─── DATA UNDER STUDY ───

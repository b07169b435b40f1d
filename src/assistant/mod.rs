//! One chat exchange, end to end.
//!
//! Context is rebuilt from the store, the user turn is persisted, the
//! provider is invoked through the credential pool, the output is
//! validated, and the assistant turn is persisted. Provider failures are
//! absorbed into a fixed reply; only storage failures reach the caller.

pub mod prompt;

use std::sync::Arc;

use crate::config::AppConfig;
use crate::conversation::ConversationBuilder;
use crate::credentials::CredentialPool;
use crate::provider::{InvocationEngine, InvocationError, ProviderClient};
use crate::reply::{NO_CREDENTIALS_TEXT, ReplyValidator, StructuredReply};
use crate::storage::{SessionId, StoreResult, TranscriptStore, TurnRole};

pub use prompt::{DEFAULT_CITY, system_prompt};

/// Conversational travel assistant.
pub struct TravelAssistant {
    store: Arc<dyn TranscriptStore>,
    client: Arc<dyn ProviderClient>,
    pool: CredentialPool,
    engine: InvocationEngine,
    builder: ConversationBuilder,
    validator: ReplyValidator,
    system_prompt: String,
}

impl TravelAssistant {
    /// Wire an assistant from its collaborators.
    #[must_use]
    pub fn new(
        config: &AppConfig,
        store: Arc<dyn TranscriptStore>,
        client: Arc<dyn ProviderClient>,
        pool: CredentialPool,
    ) -> Self {
        Self {
            store,
            client,
            pool,
            engine: InvocationEngine::new(&config.provider),
            builder: ConversationBuilder::new(config.conversation.window),
            validator: ReplyValidator::new(config.reply.clone()),
            system_prompt: system_prompt(DEFAULT_CITY, &config.reply),
        }
    }

    /// Validator used for replies; shared with the exporter.
    #[must_use]
    pub const fn validator(&self) -> &ReplyValidator {
        &self.validator
    }

    /// Number of configured provider credentials.
    #[must_use]
    pub fn credential_count(&self) -> usize {
        self.pool.len()
    }

    /// Answer `message` within `session_id` and persist both turns.
    ///
    /// # Errors
    /// Returns an error only if the transcript store fails.
    pub async fn respond(
        &self,
        session_id: &SessionId,
        message: &str,
    ) -> StoreResult<StructuredReply> {
        let turns = self
            .builder
            .build(self.store.as_ref(), session_id, message)
            .await?;

        self.store
            .append(session_id.clone(), TurnRole::User, message.to_string())
            .await?;

        let reply = match self
            .engine
            .invoke(self.client.as_ref(), &self.system_prompt, &turns, &self.pool)
            .await
        {
            Ok(raw) => {
                let validated = self.validator.validate(&raw);
                if validated.is_fallback() {
                    tracing::warn!(session = %session_id, "Replaced unusable provider output");
                }
                validated.into_reply()
            }
            Err(InvocationError::NoCredentials) => {
                tracing::warn!("No provider credentials configured");
                StructuredReply::text_only(NO_CREDENTIALS_TEXT)
            }
            Err(InvocationError::Exhausted { .. }) => ReplyValidator::fallback(),
        };

        self.store
            .append(session_id.clone(), TurnRole::Assistant, reply.to_stored())
            .await?;

        tracing::info!(
            session = %session_id,
            images = reply.images.len(),
            videos = reply.video_links.len(),
            "Answered chat message"
        );
        Ok(reply)
    }
}
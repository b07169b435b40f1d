//! Remote image retrieval for embedding.

use async_trait::async_trait;

use crate::config::ExportConfig;
use crate::export::error::{ExportError, ExportResult};

/// Source of image bytes by URL.
#[async_trait]
pub trait ImageFetcher: Send + Sync {
    /// Download one image.
    ///
    /// # Errors
    /// Returns an error on transport failure, non-success status or when
    /// the body exceeds the byte cap.
    async fn fetch(&self, url: &str) -> ExportResult<Vec<u8>>;
}

/// HTTP fetcher with a per-request timeout and a byte cap.
pub struct HttpImageFetcher {
    client: reqwest::Client,
    max_bytes: usize,
}

impl HttpImageFetcher {
    /// Build a fetcher from export settings.
    ///
    /// # Errors
    /// Returns an error if the HTTP client cannot be created.
    pub fn new(config: &ExportConfig) -> ExportResult<Self> {
        let client = reqwest::Client::builder()
            .timeout(config.image_timeout)
            .user_agent(concat!("travel-guide/", env!("CARGO_PKG_VERSION")))
            .build()?;
        Ok(Self {
            client,
            max_bytes: config.max_image_bytes,
        })
    }
}

#[async_trait]
impl ImageFetcher for HttpImageFetcher {
    async fn fetch(&self, url: &str) -> ExportResult<Vec<u8>> {
        let mut response = self.client.get(url).send().await?;
        let status = response.status();
        if !status.is_success() {
            return Err(ExportError::Status(status.as_u16()));
        }

        let limit = self.max_bytes;
        if response
            .content_length()
            .is_some_and(|len| len > limit as u64)
        {
            return Err(ExportError::TooLarge { limit });
        }

        // Content-Length may be absent or wrong; enforce the cap while reading.
        let mut bytes = Vec::new();
        while let Some(chunk) = response.chunk().await? {
            if bytes.len() + chunk.len() > limit {
                return Err(ExportError::TooLarge { limit });
            }
            bytes.extend_from_slice(&chunk);
        }
        Ok(bytes)
    }
}
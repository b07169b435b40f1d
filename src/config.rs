//! Application configuration.
//!
//! Values come from `TRAVEL_GUIDE_*` environment variables layered over
//! defaults. Provider credentials are scanned separately, see
//! [`crate::credentials`].

use std::path::PathBuf;
use std::str::FromStr;
use std::time::Duration;

use serde::{Deserialize, Serialize};
use thiserror::Error;
use url::Url;

/// Environment variable prefix for all settings.
pub const ENV_PREFIX: &str = "TRAVEL_GUIDE_";

/// Largest per-reply cap accepted for images and videos.
const MAX_MEDIA_CAP: usize = 6;

/// Configuration errors.
#[derive(Debug, Error)]
pub enum ConfigError {
    /// A value is out of range.
    #[error("invalid configuration: {0}")]
    Invalid(String),
    /// A URL setting does not parse.
    #[error("invalid url: {0}")]
    Url(#[from] url::ParseError),
}

/// Top-level configuration.
#[derive(Clone, Debug, Default, Serialize, Deserialize)]
pub struct AppConfig {
    /// HTTP server settings.
    pub server: ServerConfig,
    /// Transcript storage settings.
    pub storage: StorageConfig,
    /// Generative provider settings.
    pub provider: ProviderConfig,
    /// Conversation window settings.
    pub conversation: ConversationConfig,
    /// Structured reply policy.
    pub reply: ReplyConfig,
    /// Document export settings.
    pub export: ExportConfig,
    /// Map and place search settings.
    pub places: PlacesConfig,
}

impl AppConfig {
    /// Load configuration from the process environment.
    #[must_use]
    pub fn from_env() -> Self {
        Self::from_lookup(|key| std::env::var(key).ok())
    }

    /// Load configuration through an arbitrary key lookup.
    ///
    /// Keys are looked up with the [`ENV_PREFIX`] prepended, except for
    /// `SERPAPI_KEY` which keeps its conventional name.
    #[must_use]
    pub fn from_lookup<F>(lookup: F) -> Self
    where
        F: Fn(&str) -> Option<String>,
    {
        let get = |name: &str| {
            lookup(&format!("{ENV_PREFIX}{name}"))
                .map(|v| v.trim().to_string())
                .filter(|v| !v.is_empty())
        };
        let mut config = Self::default();

        config.server.port = parse_or(get("PORT"), "PORT", config.server.port);
        if let Some(dir) = get("STATIC_DIR") {
            config.server.static_dir = PathBuf::from(dir);
        }
        if let Some(path) = get("SQLITE_PATH") {
            config.storage.sqlite_path = PathBuf::from(path);
        }
        if let Some(model) = get("MODEL") {
            config.provider.model = model;
        }
        if let Some(base_url) = get("PROVIDER_URL") {
            config.provider.base_url = base_url;
        }
        config.provider.temperature =
            parse_or(get("TEMPERATURE"), "TEMPERATURE", config.provider.temperature);
        config.provider.traversal =
            parse_or(get("TRAVERSAL"), "TRAVERSAL", config.provider.traversal);
        config.conversation.window = parse_or(
            get("HISTORY_WINDOW"),
            "HISTORY_WINDOW",
            config.conversation.window,
        );
        config.reply.max_images = parse_or(get("MAX_IMAGES"), "MAX_IMAGES", config.reply.max_images);
        config.reply.max_videos = parse_or(get("MAX_VIDEOS"), "MAX_VIDEOS", config.reply.max_videos);
        if let Some(path) = get("FONT_PATH") {
            config.export.font_path = PathBuf::from(path);
        }
        config.places.serpapi_key = lookup("SERPAPI_KEY")
            .map(|v| v.trim().to_string())
            .filter(|v| !v.is_empty());

        config
    }

    /// Validate configuration invariants.
    ///
    /// # Errors
    /// Returns an error if any values are out of range or invalid.
    pub fn validate(&self) -> Result<(), ConfigError> {
        if self.conversation.window == 0 {
            return Err(ConfigError::Invalid(
                "conversation.window must be > 0".to_string(),
            ));
        }

        if !(1..=MAX_MEDIA_CAP).contains(&self.reply.max_images) {
            return Err(ConfigError::Invalid(format!(
                "reply.max_images must be within 1..={MAX_MEDIA_CAP}"
            )));
        }

        if !(1..=MAX_MEDIA_CAP).contains(&self.reply.max_videos) {
            return Err(ConfigError::Invalid(format!(
                "reply.max_videos must be within 1..={MAX_MEDIA_CAP}"
            )));
        }

        if !(0.0..=2.0).contains(&self.provider.temperature) {
            return Err(ConfigError::Invalid(
                "provider.temperature must be within 0.0..=2.0".to_string(),
            ));
        }

        if self.provider.request_timeout.is_zero() {
            return Err(ConfigError::Invalid(
                "provider.request_timeout must be > 0".to_string(),
            ));
        }

        if self.reply.allowed_image_hosts.is_empty() {
            return Err(ConfigError::Invalid(
                "reply.allowed_image_hosts must not be empty".to_string(),
            ));
        }

        Url::parse(&self.provider.base_url)?;
        Url::parse(&self.places.base_url)?;

        Ok(())
    }
}

fn parse_or<T: FromStr>(value: Option<String>, name: &str, default: T) -> T {
    match value {
        Some(raw) => raw.parse().unwrap_or_else(|_| {
            tracing::warn!("Ignoring unparseable {ENV_PREFIX}{name}={raw:?}, using default");
            default
        }),
        None => default,
    }
}

/// HTTP server settings.
#[derive(Clone, Debug, Serialize, Deserialize)]
pub struct ServerConfig {
    /// Listening port.
    pub port: u16,
    /// Directory served for static assets.
    pub static_dir: PathBuf,
}

impl Default for ServerConfig {
    fn default() -> Self {
        Self {
            port: 10_000,
            static_dir: PathBuf::from("static"),
        }
    }
}

/// Storage configuration for conversation data.
#[derive(Clone, Debug, Serialize, Deserialize)]
pub struct StorageConfig {
    /// `SQLite` database path.
    pub sqlite_path: PathBuf,
    /// Messages table name.
    pub messages_table: String,
}

impl Default for StorageConfig {
    fn default() -> Self {
        Self {
            sqlite_path: PathBuf::from("chat_history.db"),
            messages_table: "messages".to_string(),
        }
    }
}

/// Order in which credentials are tried for one request.
#[derive(Clone, Copy, Debug, Default, Eq, PartialEq, Serialize, Deserialize)]
#[serde(rename_all = "snake_case")]
pub enum Traversal {
    /// Configured order.
    Fixed,
    /// Fresh random permutation per request.
    #[default]
    Shuffled,
}

impl FromStr for Traversal {
    type Err = String;

    fn from_str(value: &str) -> Result<Self, Self::Err> {
        match value.to_ascii_lowercase().as_str() {
            "fixed" => Ok(Self::Fixed),
            "shuffled" | "random" => Ok(Self::Shuffled),
            _ => Err(value.to_string()),
        }
    }
}

/// Generative provider settings.
#[derive(Clone, Debug, Serialize, Deserialize)]
pub struct ProviderConfig {
    /// REST base URL of the provider.
    pub base_url: String,
    /// Model identifier; one value, no runtime fallbacks.
    pub model: String,
    /// Sampling temperature.
    pub temperature: f64,
    /// Output token budget.
    pub max_output_tokens: u32,
    /// Upper bound for one provider call.
    #[serde(with = "duration_millis")]
    pub request_timeout: Duration,
    /// Pause after a transient failure before the next credential.
    #[serde(with = "duration_millis")]
    pub transient_backoff: Duration,
    /// Credential traversal order.
    pub traversal: Traversal,
}

impl Default for ProviderConfig {
    fn default() -> Self {
        Self {
            base_url: "https://generativelanguage.googleapis.com/v1beta".to_string(),
            model: "gemini-2.0-flash".to_string(),
            temperature: 0.3,
            max_output_tokens: 2048,
            request_timeout: Duration::from_secs(30),
            transient_backoff: Duration::from_millis(500),
            traversal: Traversal::Shuffled,
        }
    }
}

/// Conversation reconstruction settings.
#[derive(Clone, Debug, Serialize, Deserialize)]
pub struct ConversationConfig {
    /// Number of stored turns replayed to the provider.
    pub window: usize,
}

impl Default for ConversationConfig {
    fn default() -> Self {
        Self { window: 6 }
    }
}

/// Structured reply sanitizing policy.
#[derive(Clone, Debug, Serialize, Deserialize)]
pub struct ReplyConfig {
    /// Maximum images kept per reply.
    pub max_images: usize,
    /// Maximum video links kept per reply.
    pub max_videos: usize,
    /// Maximum suggestions kept per reply.
    pub max_suggestions: usize,
    /// Hosts (and their subdomains) trusted for images.
    pub allowed_image_hosts: Vec<String>,
}

impl Default for ReplyConfig {
    fn default() -> Self {
        Self {
            max_images: 4,
            max_videos: 3,
            max_suggestions: 4,
            allowed_image_hosts: vec![
                "upload.wikimedia.org".to_string(),
                "images.unsplash.com".to_string(),
                "cdn.pixabay.com".to_string(),
                "images.pexels.com".to_string(),
            ],
        }
    }
}

/// Document export settings.
#[derive(Clone, Debug, Serialize, Deserialize)]
pub struct ExportConfig {
    /// TTF font able to render Vietnamese.
    pub font_path: PathBuf,
    /// Timeout for one image download.
    #[serde(with = "duration_millis")]
    pub image_timeout: Duration,
    /// Images larger than this are skipped.
    pub max_image_bytes: usize,
    /// Name printed in the page footer.
    pub builder_name: String,
    /// Hotline printed in the page footer.
    pub hotline: String,
}

impl Default for ExportConfig {
    fn default() -> Self {
        Self {
            font_path: PathBuf::from("static/DejaVuSans.ttf"),
            image_timeout: Duration::from_secs(10),
            max_image_bytes: 5 * 1024 * 1024, // 5 MB
            builder_name: "Vietnam Travel AI – Tours, Cuisine & Culture Guide".to_string(),
            hotline: "+84-908-08-3566".to_string(),
        }
    }
}

/// Map and place search settings.
#[derive(Clone, Debug, Serialize, Deserialize)]
pub struct PlacesConfig {
    /// `SerpAPI` key; place search is disabled without it.
    pub serpapi_key: Option<String>,
    /// `SerpAPI` endpoint.
    pub base_url: String,
    /// Query used when the client sends none.
    pub default_query: String,
    /// Result language.
    pub language: String,
    /// Result region.
    pub region: String,
    /// Request timeout.
    #[serde(with = "duration_millis")]
    pub request_timeout: Duration,
    /// TTL for cached results (seconds).
    pub cache_ttl_seconds: u64,
    /// Maximum cache size (number of entries).
    pub cache_max_entries: usize,
}

impl Default for PlacesConfig {
    fn default() -> Self {
        Self {
            serpapi_key: None,
            base_url: "https://serpapi.com/search.json".to_string(),
            default_query: crate::assistant::DEFAULT_CITY.to_string(),
            language: "vi".to_string(),
            region: "vn".to_string(),
            request_timeout: Duration::from_secs(15),
            cache_ttl_seconds: 3600, // 1 hour
            cache_max_entries: 500,
        }
    }
}

/// Serde module for millisecond `Duration` fields.
mod duration_millis {
    use serde::{Deserialize, Deserializer, Serialize, Serializer};
    use std::time::Duration;

    pub fn serialize<S>(duration: &Duration, serializer: S) -> Result<S::Ok, S::Error>
    where
        S: Serializer,
    {
        u64::try_from(duration.as_millis())
            .unwrap_or(u64::MAX)
            .serialize(serializer)
    }

    pub fn deserialize<'de, D>(deserializer: D) -> Result<Duration, D::Error>
    where
        D: Deserializer<'de>,
    {
        let millis = u64::deserialize(deserializer)?;
        Ok(Duration::from_millis(millis))
    }
}

#[cfg(test)]
mod tests {
    use super::*;
    use std::collections::HashMap;

    fn lookup(pairs: &[(&str, &str)]) -> impl Fn(&str) -> Option<String> {
        let map: HashMap<String, String> = pairs
            .iter()
            .map(|(k, v)| ((*k).to_string(), (*v).to_string()))
            .collect();
        move |key| map.get(key).cloned()
    }

    #[test]
    fn test_default_config_is_valid() {
        let config = AppConfig::default();
        assert!(config.validate().is_ok());
        assert_eq!(config.conversation.window, 6);
        assert_eq!(config.provider.traversal, Traversal::Shuffled);
    }

    #[test]
    fn test_env_overrides() {
        let config = AppConfig::from_lookup(lookup(&[
            ("TRAVEL_GUIDE_PORT", "8080"),
            ("TRAVEL_GUIDE_HISTORY_WINDOW", "4"),
            ("TRAVEL_GUIDE_TRAVERSAL", "fixed"),
            ("TRAVEL_GUIDE_FONT_PATH", "/fonts/DejaVuSans.ttf"),
            ("SERPAPI_KEY", " serp-key "),
        ]));

        assert_eq!(config.server.port, 8080);
        assert_eq!(config.conversation.window, 4);
        assert_eq!(config.provider.traversal, Traversal::Fixed);
        assert_eq!(config.export.font_path, PathBuf::from("/fonts/DejaVuSans.ttf"));
        assert_eq!(config.places.serpapi_key.as_deref(), Some("serp-key"));
    }

    #[test]
    fn test_unparseable_values_fall_back() {
        let config = AppConfig::from_lookup(lookup(&[
            ("TRAVEL_GUIDE_PORT", "not-a-port"),
            ("TRAVEL_GUIDE_TRAVERSAL", "sideways"),
        ]));
        assert_eq!(config.server.port, ServerConfig::default().port);
        assert_eq!(config.provider.traversal, Traversal::Shuffled);
    }

    #[test]
    fn test_validate_rejects_oversized_media_cap() {
        let mut config = AppConfig::default();
        config.reply.max_images = 12;
        assert!(config.validate().is_err());
    }

    #[test]
    fn test_validate_rejects_zero_window() {
        let mut config = AppConfig::default();
        config.conversation.window = 0;
        assert!(config.validate().is_err());
    }
}
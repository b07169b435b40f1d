//! Travel guide server binary.
//! Run with: cargo run --bin travel-guide-server

use std::process::ExitCode;

use travel_guide::start_travel_guide;

fn main() -> ExitCode {
    start_travel_guide::run()
}
//! Conversational Vietnam travel guide: multi-credential provider access,
//! validated structured replies, persisted transcripts and PDF export.

// Interdiction stricte de pratiques dangereuses ou non idiomatiques
#![deny(unsafe_code)] // Le code unsafe est interdit
#![deny(missing_docs)] // Toute fonction, struct, enum ou module public doit être documenté
#![deny(non_camel_case_types)]
// Les types doivent suivre la convention CamelCase (exception explicite possible au besoin)

// Options supplémentaires pour ne rien laisser passer
#![deny(unused_must_use)] // Oblige à gérer explicitement les Result et Option
#![deny(non_snake_case)] // Les noms de variables et fonctions doivent être en snake_case
#![deny(non_upper_case_globals)] // Les constantes et globals doivent être en MAJUSCULE
#![deny(nonstandard_style)] // Empêche tout style de code non standard
#![forbid(unsafe_op_in_unsafe_fn)]
// Interdit l'utilisation d'unsafe même dans une fonction unsafe

// Clippy pour stricte discipline
#![deny(clippy::all)] // Active toutes les lints Clippy standard
#![deny(clippy::pedantic)] // Active les lints très strictes de Clippy
#![deny(clippy::unwrap_used)] // Interdit unwrap()
#![deny(clippy::expect_used)] // Interdit expect()
#![deny(clippy::panic)] // Interdit panic!()
#![deny(clippy::print_stdout)] // Interdit println!() en production
#![deny(clippy::todo)] // Interdit les TODO dans le code
#![deny(clippy::unimplemented)] // Interdit les fonctions non implémentées
#![deny(clippy::unwrap_in_result)] // Interdit unwrap() sur Result
#![deny(clippy::module_inception)] // Interdit un module ayant le même nom que le crate
#![deny(clippy::redundant_clone)] // Interdit les clones inutiles
#![deny(clippy::too_many_arguments)] // Limite le nombre d’arguments des fonctions
#![deny(clippy::cognitive_complexity)] // Limite la complexité cognitive des fonctions
// Les tests peuvent échouer bruyamment
#![cfg_attr(
    test,
    allow(clippy::unwrap_used, clippy::expect_used, clippy::panic)
)]

// Lints pour sécurité et robustesse
#![deny(overflowing_literals)] // Interdit les littéraux qui débordent

/// Chat orchestration and the travel guide system prompt.
pub mod assistant;
/// Environment-driven configuration.
pub mod config;
/// Conversation window reconstruction.
pub mod conversation;
/// Provider credential pool.
pub mod credentials;
/// Transcript export to PDF.
#[allow(
    clippy::cast_precision_loss,
    clippy::missing_errors_doc,
    clippy::similar_names
)]
pub mod export;
/// Map search and place details.
pub mod places;
/// Generative provider client and invocation engine.
pub mod provider;
/// Structured reply model and validation.
pub mod reply;
/// HTTP server and API routes.
#[allow(
    clippy::missing_errors_doc,
    clippy::missing_const_for_fn,
    clippy::unused_async
)]
pub mod server;
/// Entry helpers to start the travel guide server.
pub mod start_travel_guide;
/// Transcript persistence (`SQLite`).
pub mod storage;
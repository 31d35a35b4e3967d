//! Twynup API Server
//!
//! Main entry point for the upload authorization service.

use std::sync::Arc;

use tokio::net::TcpListener;
use tracing::{info, warn};
use tracing_subscriber::{layer::SubscriberExt, util::SubscriberInitExt};

use twynup_api::{AppState, create_router};
use twynup_core::storage::{StorageConfig, StorageService};
use twynup_shared::AppConfig;

#[tokio::main]
async fn main() -> anyhow::Result<()> {
    // Load environment variables from .env file
    dotenvy::dotenv().ok();

    // Initialize tracing
    tracing_subscriber::registry()
        .with(
            tracing_subscriber::EnvFilter::try_from_default_env()
                .unwrap_or_else(|_| "twynup=debug,tower_http=debug".into()),
        )
        .with(tracing_subscriber::fmt::layer())
        .init();

    // Load configuration
    let config = AppConfig::load()?;

    // Storage is optional at startup; presign requests answer 500 without it
    let storage = match StorageConfig::from_settings(&config.storage)
        .and_then(StorageService::from_config)
    {
        Ok(service) => {
            info!(
                bucket = %service.bucket(),
                region = %service.region(),
                ttl_secs = service.config().presign_upload_ttl_secs,
                "Storage configured"
            );
            Some(Arc::new(service))
        }
        Err(e) => {
            warn!(error = %e, "Storage not configured, presign requests will fail");
            None
        }
    };

    // Create application state
    let state = AppState::new(storage, config.environment.as_str())
        .with_body_limit(config.server.body_limit_bytes);

    // Create router
    let app = create_router(state);

    // Start server
    let addr = format!("{}:{}", config.server.host, config.server.port);
    let listener = TcpListener::bind(&addr).await?;
    info!(env = %config.environment, "Server listening on {}", addr);

    axum::serve(listener, app)
        .with_graceful_shutdown(shutdown_signal())
        .await?;

    Ok(())
}

/// Resolves on Ctrl-C.
async fn shutdown_signal() {
    if let Err(e) = tokio::signal::ctrl_c().await {
        warn!(error = %e, "Failed to listen for shutdown signal");
        std::future::pending::<()>().await;
    }
    info!("Shutting down");
}
//! Upload authorization.
//!
//! This module provides the policy that governs client uploads:
//! - The policy table mapping contexts to path prefixes and content types
//! - Request validation against that table
//! - Object key derivation
//! - Orchestration of validation, key derivation and signing

mod error;
mod key;
mod policy;
mod service;
mod validation;

pub use error::{UploadError, ValidationError};
pub use key::{ObjectKey, build_key, extension};
pub use policy::{
    IMAGE_CONTENT_TYPES, MediaClass, UploadContext, UploadPolicy, VIDEO_CONTENT_TYPES, lookup,
};
pub use service::{RequestUploadInput, UploadAuthorization, UploadService};
pub use validation::{ValidatedUpload, validate};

───

YOUR TASK: In the listing above, start at the line with "start_travel_guide::run()", go on through the line with "#![forbid(unsafe_op_in_unsafe_fn)]", and copy each of those lines exactly; leave out all the rest.

THE COMPLETED TASK:
    start_travel_guide::run()
}
//! Conversational Vietnam travel guide: multi-credential provider access,
//! validated structured replies, persisted transcripts and PDF export.

// Interdiction stricte de pratiques dangereuses ou non idiomatiques
#![deny(unsafe_code)] // Le code unsafe est interdit
#![deny(missing_docs)] // Toute fonction, struct, enum ou module public doit être documenté
#![deny(non_camel_case_types)]
// Les types doivent suivre la convention CamelCase (exception explicite possible au besoin)

// Options supplémentaires pour ne rien laisser passer
#![deny(unused_must_use)] // Oblige à gérer explicitement les Result et Option
#![deny(non_snake_case)] // Les noms de variables et fonctions doivent être en snake_case
#![deny(non_upper_case_globals)] // Les constantes et globals doivent être en MAJUSCULE
#![deny(nonstandard_style)] // Empêche tout style de code non standard
#![forbid(unsafe_op_in_unsafe_fn)]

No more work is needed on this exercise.